A and B were born by Caesarean section, somewhat prematurely, weighing 4.3 pounds and 5.3 pounds, respectively. Notwithstanding their premature birth, in six months A was able to rise spontaneously to a sitting posture in her mother's lap, and very soon thereafter B did likewise. At 11 months both had begun to walk, and to talk in sentences. At the age of 3 years they began the study of French, and in less than a year from that time they were reading elementary English, French, and Esperanto. At the age of 4 they could distinguish parts of speech. They entered the third grade in school at the age of 6 years, and at the time of report they had achieved the seventh grade and were engaged in junior high school work at the age of 9 years.

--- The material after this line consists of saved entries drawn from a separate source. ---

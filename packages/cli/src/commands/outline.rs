use super::{collect_documents, display_path, read_document};
use anyhow::{anyhow, Context, Result};
use clap::Args;
use colored::Colorize;
use paper_editor::model::{upgrade_document, Node};
use paper_extensions::default_extensions;
use serde::Serialize;
use std::path::Path;

const LABEL_WIDTH: usize = 60;

#[derive(Args, Debug)]
pub struct OutlineArgs {
    /// Documents, directories or glob patterns to outline
    #[arg(default_value = ".")]
    pub inputs: Vec<String>,

    /// Output format (text, json)
    #[arg(short, long, default_value = "text")]
    pub format: String,

    /// Only list headings
    #[arg(long)]
    pub headings: bool,
}

/// One top-level block of a document, nested under the heading before it.
#[derive(Debug, Clone, PartialEq, Serialize)]
pub struct OutlineEntry {
    pub depth: usize,
    pub kind: String,
    pub label: String,
}

#[derive(Debug, Serialize)]
struct DocumentOutline {
    path: String,
    title: Option<String>,
    entries: Vec<OutlineEntry>,
}

pub fn outline(args: OutlineArgs, cwd: &Path) -> Result<()> {
    if args.format != "text" && args.format != "json" {
        return Err(anyhow!("Unknown format: {}. Use: text or json", args.format));
    }

    let schema = default_extensions().build_schema()?;
    let files = collect_documents(&args.inputs, cwd)?;

    let mut outlines = Vec::new();
    for file in &files {
        let json = read_document(file)?;
        let doc = Node::from_json(&schema, &upgrade_document(json))
            .with_context(|| format!("Invalid document {}", display_path(file, cwd)))?;
        let mut entries = outline_of(&doc);
        if args.headings {
            entries.retain(|entry| entry.kind == "heading");
        }
        outlines.push(DocumentOutline {
            path: display_path(file, cwd).to_string(),
            title: doc.first_child().map(Node::text_content),
            entries,
        });
    }

    if args.format == "json" {
        println!("{}", serde_json::to_string_pretty(&outlines)?);
        return Ok(());
    }

    for outline in &outlines {
        println!(
            "{} {}",
            outline.path.bold(),
            outline.title.as_deref().unwrap_or("").dimmed()
        );
        for entry in &outline.entries {
            let indent = "  ".repeat(entry.depth + 1);
            let kind = if entry.kind == "heading" {
                entry.kind.bright_blue()
            } else {
                entry.kind.normal()
            };
            println!("{}{} {}", indent, kind, entry.label);
        }
        println!();
    }
    Ok(())
}

/// Headings open a level; other blocks sit one below the last heading.
pub fn outline_of(doc: &Node) -> Vec<OutlineEntry> {
    let mut entries = Vec::new();
    let mut section = 0;

    for block in doc.content().iter() {
        let kind = block.type_name().to_string();
        let depth = if kind == "heading" {
            let level = block.attr("level").and_then(|v| v.as_u64()).unwrap_or(1) as usize;
            section = level;
            level.saturating_sub(1)
        } else {
            section
        };
        entries.push(OutlineEntry {
            depth,
            label: label_of(block),
            kind,
        });
    }
    entries
}

fn label_of(block: &Node) -> String {
    let text = |name: &str| block.attr(name).and_then(|v| v.as_str()).map(str::to_string);
    let label = match block.type_name() {
        "code_block" => {
            let language = text("language").unwrap_or_else(|| "plain".to_string());
            match text("editorId") {
                Some(id) => format!("[{}] {}", language, id),
                None => format!("[{}]", language),
            }
        }
        "image_block" => text("src").unwrap_or_default(),
        "bullet_list" | "ordered_list" | "todo_list" => format!("{} items", block.child_count()),
        "table" => {
            let cols = block.first_child().map(Node::child_count).unwrap_or(0);
            format!("{}x{}", block.child_count(), cols)
        }
        _ => block.text_content(),
    };
    truncate(&label, LABEL_WIDTH)
}

fn truncate(text: &str, width: usize) -> String {
    let line = text.lines().next().unwrap_or("");
    if line.chars().count() > width {
        format!("{}…", line.chars().take(width).collect::<String>())
    } else {
        line.to_string()
    }
}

They are not prigs: they are attractive, animated, sociable children, with a bubbling sense of humor. They are popular with their playmates. They can take charge of a gymnasium class in which most of the members are two to four years their seniors, and preserve excellent attention and discipline. They speak mature but not pedantic English, and they speak French with the fluency of a native. They have read the Book of Knowledge in its entirety in French; and a year ago embarked on Russian. They play duets on the piano, but not with rare distinction. They swim; they ride horseback; they write jingles; and they read by the hour. Their school work does not tax them; they do not worry about it; and they are far from fastidious in regard to the form of their written work.

A complete family chart of the twin sisters, A and B, would show evidence of superior endowment in the immediate ancestry on both the maternal sides. Scientific and linguistic ability of high order and physical energy are some of the traits which are found in the two immediate generations. The trait of twinning likewise has a hereditary basis in this instance, for the mother also bore two boys, twins who died in infancy.

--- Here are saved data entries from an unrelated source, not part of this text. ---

//! Structural queries used to plan wrap and lift edits.

use paper_model::{Fragment, Node, NodeRange, NodeType, Schema};
use std::sync::Arc;

/// Kinds to wrap `range` in so that it becomes content of `kind`: either
/// `[kind]`, or `[kind, inner]` when `kind` needs an intermediate node
/// (a list needs list items).
pub fn find_wrapping(schema: &Schema, range: &NodeRange, kind: &Arc<NodeType>) -> Option<Vec<Arc<NodeType>>> {
    let parent = range.parent();
    if !parent.can_replace_with(range.start_index(), range.end_index(), kind) {
        return None;
    }
    let children: Vec<usize> = parent.content().nodes()[range.start_index()..range.end_index()]
        .iter()
        .map(|child| child.kind().index())
        .collect();
    let accepts = |wrapper: &NodeType| {
        wrapper
            .content_match()
            .match_kinds(children.iter().copied())
            .map(|end| end.valid_end())
            .unwrap_or(false)
    };
    if accepts(kind.as_ref()) {
        return Some(vec![kind.clone()]);
    }
    kind.content_match()
        .next_kinds()
        .into_iter()
        .filter_map(|index| schema.node_types().get(index))
        .filter(|inner| !inner.is_text() && !inner.has_required_attrs())
        .find(|inner| accepts(inner.as_ref()))
        .map(|inner| vec![kind.clone(), inner.clone()])
}

/// The depth `range` can be lifted to, if any.
pub fn lift_target(range: &NodeRange) -> Option<usize> {
    let parent = range.parent();
    let content = Fragment::from_vec(parent.content().nodes()[range.start_index()..range.end_index()].to_vec());
    for depth in (0..=range.depth()).rev() {
        let node = range.from().node(depth);
        let index = range.from().index(depth);
        let end_index = range.to().index_after(depth);
        if depth < range.depth() && node.can_replace(index, end_index, &content) {
            return Some(depth);
        }
        if depth == 0 || node.kind().spec().isolating || !can_cut(node, index, end_index) {
            break;
        }
    }
    None
}

fn can_cut(node: &Node, start: usize, end: usize) -> bool {
    let empty = Fragment::empty();
    (start == 0 || node.can_replace(start, node.child_count(), &empty))
        && (end == node.child_count() || node.can_replace(0, end, &empty))
}
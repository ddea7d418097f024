//! # Paper Editor
//!
//! Editing engine for Paper documents.
//!
//! ## Architecture
//!
//! ```text
//! ┌─────────────────────────────────────────────┐
//! │ extensions: nodes, marks, behaviours        │
//! │  - build_schema() → paper_model::Schema     │
//! │  - aggregate() → rules, keymap, menus, ...  │
//! └─────────────────────────────────────────────┘
//!                     ↓
//! ┌─────────────────────────────────────────────┐
//! │ state: immutable EditorState                │
//! │  - Transactions of steps, content-checked   │
//! │  - Plugins append corrective transactions   │
//! │  - History, identities, region sync         │
//! └─────────────────────────────────────────────┘
//!                     ↓
//! ┌─────────────────────────────────────────────┐
//! │ editor: dispatch, node views, observers     │
//! └─────────────────────────────────────────────┘
//! ```
//!
//! ## Core Principles
//!
//! 1. **States are values**: a rejected transaction leaves the old state
//! 2. **Extensions compose by capability**: each implements what it needs
//! 3. **Plugins settle the document**: every observed state is corrected
//! 4. **Regions sync both ways**: tagged edits are never echoed back
//!
//! ## Usage
//!
//! ```rust,ignore
//! use paper_editor::{Editor, EditorConfig, KeyEvent};
//!
//! let mut editor = Editor::new(paper_extensions::default_extensions(), EditorConfig::default())?;
//! editor.subscribe(|state| println!("{}", state.doc().text_content()));
//!
//! for c in "**bold**".chars() {
//!     editor.handle_text_input(&c.to_string());
//! }
//! editor.handle_key(&KeyEvent::new("z").ctrl());
//! ```

pub mod commands;
mod config;
mod editor;
mod errors;
mod extension;
pub mod history;
pub mod input_rules;
mod keymap;
mod mapping;
mod menu;
mod plugin;
mod selection;
mod state;
mod step;
pub mod structure;
pub mod sync;
mod transaction;
mod view;

pub use commands::{command, Command};
pub use config::{CodeBlockConfig, EditorConfig, Platform, DEFAULT_CONFIG_NAME};
pub use editor::{Editor, Observer, ObserverId};
pub use errors::{ConfigError, EditorError, EditorResult, StepError, SyncError, TransactionError};
pub use extension::{
    Aggregate, Extension, ExtensionContext, ExtensionSet, MarkContext, MarkExtension, NodeContext, NodeExtension,
    TransactionHandler,
};
pub use history::{redo, undo, HistoryPlugin};
pub use input_rules::{InputMatch, InputRule};
pub use keymap::{KeyBinding, KeyChord, KeyEvent, Keymap};
pub use mapping::{MapResult, Mapping, StepMap};
pub use menu::{can_toggle_block_type, is_mark_active, is_node_active, MenuItem, Predicate};
pub use plugin::{state_as, Plugin, PluginState};
pub use selection::Selection;
pub use state::{Applied, EditorState, StateConfig, MAX_APPEND_ROUNDS};
pub use step::Step;
pub use transaction::{AppendedFrom, MetaValue, Transaction, ADD_TO_HISTORY, APPENDED_TRANSACTION};
pub use view::{NodeView, NodeViewFactory, NodeViewHost};

// Re-export the model for convenience
pub use paper_model as model;
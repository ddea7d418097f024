//! Key bindings.
//!
//! Chords are written `Mod-Shift-z`; `Mod` is `Meta` on mac and `Ctrl`
//! elsewhere. An uppercase letter implies `Shift`.

use crate::commands::Command;
use crate::config::Platform;
use crate::errors::ConfigError;
use crate::state::EditorState;
use crate::transaction::Transaction;
use std::fmt;

#[derive(Debug, Clone, Default, PartialEq, Eq, Hash)]
pub struct KeyChord {
    pub key: String,
    pub ctrl: bool,
    pub alt: bool,
    pub shift: bool,
    pub meta: bool,
}

impl KeyChord {
    pub fn parse(source: &str, platform: Platform) -> Result<Self, ConfigError> {
        let (mods, key) = match source.strip_suffix("--") {
            Some(rest) => (rest, "-"),
            None => match source.rsplit_once('-') {
                Some((mods, key)) => (mods, key),
                None => ("", source),
            },
        };
        if key.is_empty() {
            return Err(ConfigError::KeyChord(source.to_string()));
        }
        let mut chord = KeyChord::default();
        for part in mods.split('-').filter(|part| !part.is_empty()) {
            match part {
                "Mod" => match platform {
                    Platform::Mac => chord.meta = true,
                    Platform::Other => chord.ctrl = true,
                },
                "Ctrl" | "Control" | "c" => chord.ctrl = true,
                "Alt" | "a" => chord.alt = true,
                "Shift" | "s" => chord.shift = true,
                "Meta" | "Cmd" | "m" => chord.meta = true,
                _ => return Err(ConfigError::KeyChord(source.to_string())),
            }
        }
        chord.set_key(key);
        Ok(chord)
    }

    fn set_key(&mut self, key: &str) {
        let mut chars = key.chars();
        match (chars.next(), chars.next()) {
            (Some(c), None) if c.is_uppercase() => {
                self.shift = true;
                self.key = c.to_lowercase().collect();
            }
            (Some(' '), None) => self.key = "Space".to_string(),
            _ => self.key = key.to_string(),
        }
    }
}

impl fmt::Display for KeyChord {
    fn fmt(&self, f: &mut fmt::Formatter<'_>) -> fmt::Result {
        for (on, name) in [
            (self.ctrl, "Ctrl-"),
            (self.alt, "Alt-"),
            (self.shift, "Shift-"),
            (self.meta, "Meta-"),
        ] {
            if on {
                f.write_str(name)?;
            }
        }
        f.write_str(&self.key)
    }
}

/// A key press as reported by the host.
#[derive(Debug, Clone, Default, PartialEq, Eq)]
pub struct KeyEvent {
    pub key: String,
    pub ctrl: bool,
    pub alt: bool,
    pub shift: bool,
    pub meta: bool,
}

impl KeyEvent {
    pub fn new(key: impl Into<String>) -> Self {
        Self {
            key: key.into(),
            ..Default::default()
        }
    }

    pub fn ctrl(mut self) -> Self {
        self.ctrl = true;
        self
    }

    pub fn shift(mut self) -> Self {
        self.shift = true;
        self
    }

    pub fn meta(mut self) -> Self {
        self.meta = true;
        self
    }

    pub fn alt(mut self) -> Self {
        self.alt = true;
        self
    }

    pub fn chord(&self) -> KeyChord {
        let mut chord = KeyChord {
            key: String::new(),
            ctrl: self.ctrl,
            alt: self.alt,
            shift: self.shift,
            meta: self.meta,
        };
        chord.set_key(&self.key);
        chord
    }
}

/// A chord bound to a command, as contributed by an extension.
#[derive(Clone)]
pub struct KeyBinding {
    pub chord: String,
    pub command: Command,
}

impl KeyBinding {
    pub fn new(chord: impl Into<String>, command: Command) -> Self {
        Self {
            chord: chord.into(),
            command,
        }
    }
}

/// Ordered bindings. The first command bound to a chord that applies
/// handles the key.
#[derive(Clone, Default)]
pub struct Keymap {
    bindings: Vec<(KeyChord, Command)>,
}

impl fmt::Debug for Keymap {
    fn fmt(&self, f: &mut fmt::Formatter<'_>) -> fmt::Result {
        f.debug_list()
            .entries(self.bindings.iter().map(|(chord, _)| chord.to_string()))
            .finish()
    }
}

impl Keymap {
    pub fn new() -> Self {
        Self::default()
    }

    pub fn bind(&mut self, chord: &str, command: Command, platform: Platform) -> Result<(), ConfigError> {
        self.bindings.push((KeyChord::parse(chord, platform)?, command));
        Ok(())
    }

    pub fn extend(&mut self, bindings: Vec<KeyBinding>, platform: Platform) -> Result<(), ConfigError> {
        for binding in bindings {
            self.bind(&binding.chord, binding.command, platform)?;
        }
        Ok(())
    }

    pub fn len(&self) -> usize {
        self.bindings.len()
    }

    pub fn is_empty(&self) -> bool {
        self.bindings.is_empty()
    }

    pub fn handle(&self, event: &KeyEvent, state: &EditorState) -> Option<Transaction> {
        let chord = event.chord();
        self.bindings
            .iter()
            .filter(|(bound, _)| *bound == chord)
            .find_map(|(_, command)| command(state))
    }
}

#[cfg(test)]
mod tests {
    use super::*;
    use crate::commands::{command, select_all};
    use crate::selection::Selection;
    use crate::state::StateConfig;
    use paper_model::{NodeSpec, Schema, SchemaSpec};

    #[test]
    fn test_parse_chords() {
        let chord = KeyChord::parse("Mod-Shift-z", Platform::Mac).unwrap();
        assert!(chord.meta && chord.shift && !chord.ctrl);
        assert_eq!(chord.key, "z");

        let chord = KeyChord::parse("Mod-B", Platform::Other).unwrap();
        assert!(chord.ctrl && chord.shift);
        assert_eq!(chord.key, "b");

        assert_eq!(KeyChord::parse("Mod--", Platform::Other).unwrap().key, "-");
        assert_eq!(KeyChord::parse("Enter", Platform::Other).unwrap().to_string(), "Enter");
        assert!(KeyChord::parse("Hyper-x", Platform::Other).is_err());
    }

    #[test]
    fn test_event_matching() {
        let chord = KeyChord::parse("Shift-Mod-z", Platform::Other).unwrap();
        assert_eq!(KeyEvent::new("Z").ctrl().chord(), chord);
        assert_eq!(KeyEvent::new("z").ctrl().shift().chord(), chord);
        assert_ne!(KeyEvent::new("z").ctrl().chord(), chord);
    }

    #[test]
    fn test_first_applicable_binding_wins() {
        let schema = Schema::new(
            SchemaSpec::default()
                .node("doc", NodeSpec::new().content("paragraph+"))
                .node("paragraph", NodeSpec::new().content("text*"))
                .node("text", NodeSpec::new()),
        )
        .unwrap();
        let state = EditorState::create(StateConfig::new(schema)).unwrap();

        let mut keymap = Keymap::new();
        keymap.bind("Mod-a", command(|_| None), Platform::Other).unwrap();
        keymap.bind("Mod-a", select_all(), Platform::Other).unwrap();
        keymap
            .bind("Mod-a", command(|_| panic!("not reached")), Platform::Other)
            .unwrap();

        let tr = keymap.handle(&KeyEvent::new("a").ctrl(), &state).unwrap();
        assert_eq!(tr.selection(), Selection::all(state.doc()));
        assert!(keymap.handle(&KeyEvent::new("a").meta(), &state).is_none());
    }
}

Measurements of physique show A and B to be slightly smaller than children of their age in good private schools, but very well nourished. The children have no living brothers or sisters.

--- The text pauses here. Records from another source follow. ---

use paper_editor::{EditorState, Extension, ExtensionContext, Plugin, Transaction};
use paper_model::Fragment;
use std::sync::Arc;
use tracing::debug;

/// Keeps an empty paragraph after a trailing block the caret could not
/// otherwise leave (a code block, an image, a list).
pub struct TrailingParagraph;

impl Extension for TrailingParagraph {
    fn name(&self) -> &str {
        "trailing_paragraph"
    }

    fn plugins(&self, cx: &ExtensionContext) -> Vec<Arc<dyn Plugin>> {
        if !cx.config.trailing_paragraph {
            return Vec::new();
        }
        vec![Arc::new(TrailingParagraphPlugin)]
    }
}

#[derive(Debug, Clone, Copy, Default)]
pub struct TrailingParagraphPlugin;

impl Plugin for TrailingParagraphPlugin {
    fn key(&self) -> &str {
        "trailingParagraph"
    }

    fn append_transaction(
        &self,
        _trs: &[Transaction],
        _old_state: &EditorState,
        new_state: &EditorState,
    ) -> Option<Transaction> {
        let doc = new_state.doc();
        let paragraph = new_state.schema().default_textblock()?;
        if doc.last_child().map(|last| last.kind() == paragraph).unwrap_or(false) {
            return None;
        }
        let node = new_state
            .schema()
            .create_and_fill(paragraph.name(), None, Fragment::empty())
            .ok()??;
        let end = doc.content().size();
        let mut tr = new_state.tr();
        tr.insert(end, vec![node]).ok()?;
        debug!(pos = end, "appended trailing paragraph");
        Some(tr)
    }
}
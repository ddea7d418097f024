use super::{mark_menu, toggle_binding};
use paper_editor::input_rules::mark_input_rule;
use paper_editor::{ConfigError, InputRule, KeyBinding, MarkContext, MarkExtension, MenuItem};
use paper_model::MarkSpec;

/// Inline code. No other mark can share its text.
pub struct Code;

impl MarkExtension for Code {
    fn name(&self) -> &str {
        "code"
    }

    fn spec(&self) -> MarkSpec {
        MarkSpec::new().excludes("_")
    }

    fn input_rules(&self, cx: &MarkContext) -> Result<Vec<InputRule>, ConfigError> {
        Ok(vec![mark_input_rule(r"(?:^|[^`])(`([^`]+)`)$", cx.kind.clone(), None)?])
    }

    fn key_bindings(&self, cx: &MarkContext) -> Vec<KeyBinding> {
        vec![toggle_binding("Mod-`", cx)]
    }

    fn menus(&self, cx: &MarkContext) -> Vec<MenuItem> {
        vec![mark_menu(cx)]
    }
}
use paper_editor::commands::{
    chain_commands, delete_selection, join_backward, lift_empty_block, select_all, split_block,
};
use paper_editor::{Extension, ExtensionContext, KeyBinding};

/// Enter, Backspace and select-all for plain blocks. Registered after the
/// node extensions, so their bindings take precedence.
pub struct BaseKeymap;

impl Extension for BaseKeymap {
    fn name(&self) -> &str {
        "base_keymap"
    }

    fn key_bindings(&self, _cx: &ExtensionContext) -> Vec<KeyBinding> {
        vec![
            KeyBinding::new("Enter", chain_commands(vec![lift_empty_block(), split_block()])),
            KeyBinding::new("Backspace", chain_commands(vec![delete_selection(), join_backward()])),
            KeyBinding::new("Mod-a", select_all()),
        ]
    }
}
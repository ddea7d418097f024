use paper_editor::commands::{command, Command};
use paper_editor::{KeyBinding, NodeContext, NodeExtension, Selection};
use paper_model::{AttrSpec, Fragment, NodeSpec};
use serde_json::Value;

pub const IMAGE_BLOCK: &str = "image_block";

/// An image with an editable caption.
pub struct ImageBlock;

impl NodeExtension for ImageBlock {
    fn name(&self) -> &str {
        IMAGE_BLOCK
    }

    fn spec(&self) -> NodeSpec {
        NodeSpec::new()
            .content("text*")
            .marks("")
            .group("block")
            .isolating()
            .attr("src", AttrSpec::with_default(Value::Null))
            .attr("naturalWidth", AttrSpec::with_default(Value::Null))
            .attr("naturalHeight", AttrSpec::with_default(Value::Null))
            .attr("thumbnail", AttrSpec::with_default(Value::Null))
    }

    fn key_bindings(&self, _cx: &NodeContext) -> Vec<KeyBinding> {
        vec![
            KeyBinding::new("Enter", leave_caption()),
            KeyBinding::new("Backspace", remove_at_caption_start()),
        ]
    }
}

/// Enter in a caption continues in a new paragraph after the image.
fn leave_caption() -> Command {
    command(|state| {
        let selection = state.selection();
        let from = state.doc().resolve(selection.from()).ok()?;
        let to = state.doc().resolve(selection.to()).ok()?;
        if from.parent().type_name() != IMAGE_BLOCK || !from.same_parent(&to) {
            return None;
        }
        let paragraph = state.schema().default_textblock()?.name().to_string();
        let block = state.schema().create_and_fill(&paragraph, None, Fragment::empty()).ok()??;
        let after = from.after(from.depth());
        let mut tr = state.tr();
        tr.insert(after, vec![block]).ok()?;
        tr.set_selection(Selection::cursor(after + 1));
        Some(tr)
    })
}

/// Backspace at the start of an empty-selection caption removes the image.
fn remove_at_caption_start() -> Command {
    command(|state| {
        let pos = state.selection().cursor_pos()?;
        let resolved = state.doc().resolve(pos).ok()?;
        if resolved.parent().type_name() != IMAGE_BLOCK || resolved.parent_offset() > 0 {
            return None;
        }
        let depth = resolved.depth();
        let start = resolved.before(depth);
        let mut tr = state.tr();
        tr.delete(start, resolved.after(depth)).ok()?;
        let selection = Selection::near(tr.doc(), start, -1);
        tr.set_selection(selection);
        Some(tr)
    })
}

Elizabeth, reported by Hirt. Elizabeth was reported from the public schools of Erie, Pennsylvania, in 1922, by Hirt (13). She was born January 16, 1914, and was tested June 14, 1921, aged 7 years 5 months. Her Mental Age was found to be 14 years, 0 months, yielding an IQ of 189 (S-B).

Elizabeth's mother was a member of a large family of children brought from Germany to America by their parents. The father (Elizabeth's maternal grandfather) died soon after their arrival in America, and the mother (Elizabeth's maternal grandmother) worked hard to keep her family together and to give them all an elementary school education. Elizabeth's father is of Pennsylvania German descent. He has a high school education, and attended a business college. His occupation in 1922 was that of a postal mail clerk.

This child weighed 10 pounds at birth, 22 pounds at 6 months, 28 1/2 pounds at 12 months, and at the age of 7 years 5 months she weighed 61 pounds and was 51 inches tall. Superior size was thus consistently maintained from birth to the time of first report, in 1921. Two teeth erupted before she was 5 months old. She was not quite a year old when she began to repeat words. He first sentence was, "Open the door, Daddy," uttered at the age of 17 months. The parents remembered this sentence as a sudden transition from one-word communications into sentence structure.

The only illness Elizabeth had ever had until she was 7 years 4 months old was mumps, which came on at that age.

Hirt's report continues as follows:

Among Elizabeth's first toys was a set of cubical blocks with letters and numbers on four sides. One of the baby's favorite amusements was to hold up a block and point to one side after the other for her entertainer to tell what was on the side of the block indicated. Gradually the game changed, and the baby held up the block and pointed to the picture called for by the entertainer. At the age of 15 months she made no mistakes in finding the animals called for, and very soon afterwards she could find the letters in the same way.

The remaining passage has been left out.